1 in 7 Had CCP Virus Antibodies in England in January: Report

February 3, 2021 Updated: February 3, 2021

An estimated 1 in 7 people had antibodies to the CCP virus in England in January, according to an analysis of a nationwide blood-test survey.

The analysis, published by the Office for National Statistics (ONS), uses blood-test data collected during the Coronavirus (COVID-19) Infection Survey to test for antibodies. It excludes infections reported in hospitals and care homes.

In London, 1 in 5 people had antibodies—the highest in the country. In the Southwest, which had the lowest levels of infection, around 1 in 12 had antibodies.

The data comes from the 28 days before Jan. 18, roughly corresponding with the peak of the virus that pushed deaths and hospitalisations to record levels.

According to the ONS report, it takes 2 to 3 weeks for the body to produce enough antibodies to combat the Chinese Communist Party (CCP) virus, commonly called the novel coronavirus.

“Once a person recovers, antibodies remain in the blood at low levels, although these levels can decline over time to the point that tests can no longer detect them,” the ONS report states.

An official study last month showed that natural immunity is comparable to the protection from a vaccine.

The Public Health England (PHE) study of health care workers concluded that having previously had the disease gave people at least 83 percent, but up to 99 percent, immunity.

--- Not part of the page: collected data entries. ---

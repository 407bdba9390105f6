//! `passkeep.toml` configuration model.

use crate::constants;
use crate::models::policy::PolicySection;
use serde::{Deserialize, Serialize};

#[derive(Debug, Clone, Default, Serialize, Deserialize)]
pub struct ConfigFile {
    #[serde(default)]
    pub generator: GeneratorSection,
    #[serde(default)]
    pub policy: PolicySection,
}

/// Defaults for `generate`; CLI flags override them.
#[derive(Debug, Clone, Serialize, Deserialize)]
pub struct GeneratorSection {
    #[serde(default = "default_length")]
    pub length: usize,
    #[serde(default = "enabled")]
    pub uppercase: bool,
    #[serde(default = "enabled")]
    pub digits: bool,
    #[serde(default = "enabled")]
    pub special: bool,
    /// Replaces the built-in special symbol set.
    #[serde(default)]
    pub special_chars: Option<String>,
}

impl Default for GeneratorSection {
    fn default() -> Self {
        Self {
            length: default_length(),
            uppercase: true,
            digits: true,
            special: true,
            special_chars: None,
        }
    }
}

fn default_length() -> usize {
    constants::DEFAULT_LENGTH
}

fn enabled() -> bool {
    true
}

That protection from reinfection would last for a minimum of five months.

“The take-home message from this study is that a primary infection with SARS-CoV-2 provides at least 94 percent protection against symptomatic reinfection for at least 5 months,” Eleanor Riley, professor of immunology and infectious disease at the University of Edinburgh, said in a statement at the time.

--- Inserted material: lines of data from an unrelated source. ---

//! Master-secret gated credential store backed by one JSON file.

use crate::core::digest::digest;
use crate::core::file_lock::FileLock;
use crate::core::store_file;
use crate::error::{Error, PersistenceError, Result};
use crate::models::credential::{ServiceRecord, StoreFile};
use std::collections::BTreeMap;
use std::fs;
use std::path::{Path, PathBuf};
use tracing::{debug, info, warn};

/// Credential records for one store file.
///
/// The first successful [`store`](Self::store) binds the master secret; every
/// later `store` and `verify` must present the same secret.
#[derive(Debug)]
pub struct CredentialStore {
    path: PathBuf,
    lock_path: PathBuf,
    data: StoreFile,
}

impl CredentialStore {
    /// Load the store at `path`. A missing file opens an empty, unbound store.
    pub fn open(path: impl Into<PathBuf>) -> Result<Self> {
        let path = path.into();
        let lock_path = FileLock::lock_path_for(&path);
        Self::open_with_lock(path, lock_path)
    }

    /// Like [`open`](Self::open), but writers serialize on `lock_path`.
    pub fn open_with_lock(
        path: impl Into<PathBuf>,
        lock_path: impl Into<PathBuf>,
    ) -> Result<Self> {
        let path = path.into();
        let lock_path = lock_path.into();
        let data = store_file::load(&path)?;
        debug!(
            path = %path.display(),
            lock = %lock_path.display(),
            services = data.passwords.len(),
            bound = data.master_hash.is_some(),
            "opened credential store"
        );
        Ok(Self {
            path,
            lock_path,
            data,
        })
    }

    pub fn path(&self) -> &Path {
        &self.path
    }

    /// Whether a master secret has been bound.
    pub fn is_bound(&self) -> bool {
        self.data.master_hash.is_some()
    }

    pub fn len(&self) -> usize {
        self.data.passwords.len()
    }

    pub fn is_empty(&self) -> bool {
        self.data.passwords.is_empty()
    }

    /// Store a new service record and persist the store before returning.
    ///
    /// Fails with [`Error::WrongMasterSecret`] if a different master secret is
    /// bound, and [`Error::ServiceAlreadyExists`] if `service` is already
    /// stored. On any error the store is left unchanged.
    pub fn store(
        &mut self,
        service: &str,
        username: &str,
        password: &str,
        master_secret: &str,
    ) -> Result<()> {
        let dir = store_file::parent_dir(&self.path);
        fs::create_dir_all(dir).map_err(|e| PersistenceError::io("create dir", dir, e))?;
        let _lock = FileLock::exclusive(&self.lock_path)
            .map_err(|e| PersistenceError::io("acquire lock", &self.lock_path, e))?;

        // Another process may have written since open.
        let on_disk = store_file::load(&self.path)?;

        let master_hash = digest(master_secret);
        if matches!(&on_disk.master_hash, Some(bound) if *bound != master_hash) {
            warn!(service, "store rejected: wrong master secret");
            self.data = on_disk;
            return Err(Error::WrongMasterSecret);
        }
        if on_disk.passwords.contains_key(service) {
            warn!(service, "store rejected: service already exists");
            self.data = on_disk;
            return Err(Error::ServiceAlreadyExists(service.to_string()));
        }

        // Binding only happens together with a record that gets saved.
        let mut next = on_disk;
        if next.master_hash.is_none() {
            info!(path = %self.path.display(), "binding master secret");
            next.master_hash = Some(master_hash);
        }
        next.passwords.insert(
            service.to_string(),
            ServiceRecord {
                username: username.to_string(),
                password_hash: digest(password),
            },
        );
        store_file::save(&self.path, &next)?;
        self.data = next;

        info!(service, services = self.data.passwords.len(), "stored credential");
        Ok(())
    }

    /// True only if the master secret matches and `password` is the stored one.
    pub fn verify(&self, service: &str, password: &str, master_secret: &str) -> bool {
        let Some(bound) = &self.data.master_hash else {
            debug!(service, "verify: no master secret bound");
            return false;
        };
        if *bound != digest(master_secret) {
            debug!(service, "verify: wrong master secret");
            return false;
        }
        match self.data.passwords.get(service) {
            Some(record) => record.password_hash == digest(password),
            None => {
                debug!(service, "verify: service not found");
                false
            }
        }
    }

    /// Services whose name contains `query`, ignoring case.
    pub fn find_by_service_substring(&self, query: &str) -> BTreeMap<String, ServiceRecord> {
        let needle = query.to_lowercase();
        self.data
            .passwords
            .iter()
            .filter(|(name, _)| name.to_lowercase().contains(&needle))
            .map(|(name, record)| (name.clone(), record.clone()))
            .collect()
    }
}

“This suggests that natural infection provides short term protection against COVID-19 that is very similar to that conferred by vaccination.”

The latest report comes as official data shows that the peak of the current wave appears to have passed.

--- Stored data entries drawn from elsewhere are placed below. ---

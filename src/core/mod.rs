//! Core logic: generation, storage, scoring, and the audit trail.

pub mod audit_log;
pub mod config;
pub mod digest;
pub mod file_lock;
pub mod generator;
pub mod paths;
pub mod store;
pub mod store_file;
pub mod strength;
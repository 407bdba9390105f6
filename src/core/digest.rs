//! One-way digests for the master secret and stored passwords.

use sha2::{Digest, Sha256};

/// Length of a rendered digest in hex characters.
pub const DIGEST_HEX_LEN: usize = 64;

/// SHA-256 of the raw secret bytes as lowercase hex.
pub fn digest(secret: &str) -> String {
    let hash = Sha256::digest(secret.as_bytes());
    format!("{:064x}", hash)
}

Infections have been falling since the start of January, and the official daily death toll has been falling for about a week. Hospitalizations have also been falling, but like deaths, are still at a higher level than during the spring peak last year.

The impact of the UK’s vaccination programs—one of the most successful so far in the world—on the pandemic wave has yet to be seen clearly in the data, according to scientists.

Researchers announced today, however, that the Oxford/AstraZeneca COVID-19 vaccine can significantly reduce transmission.

The transmission is reduced by 67 percent after the first dose of the vaccine, according to an analysis of swabs obtained from UK volunteers.

In a paper currently under review at medical journal The Lancet, researchers say that a single standard dose of the vaccine is “76 percent effective at protecting from primary symptomatic COVID-19 for the first 90 days post-vaccination, once the immune system has built this protection 22 days after the vaccination, with the protection showing little evidence of waning in this period.”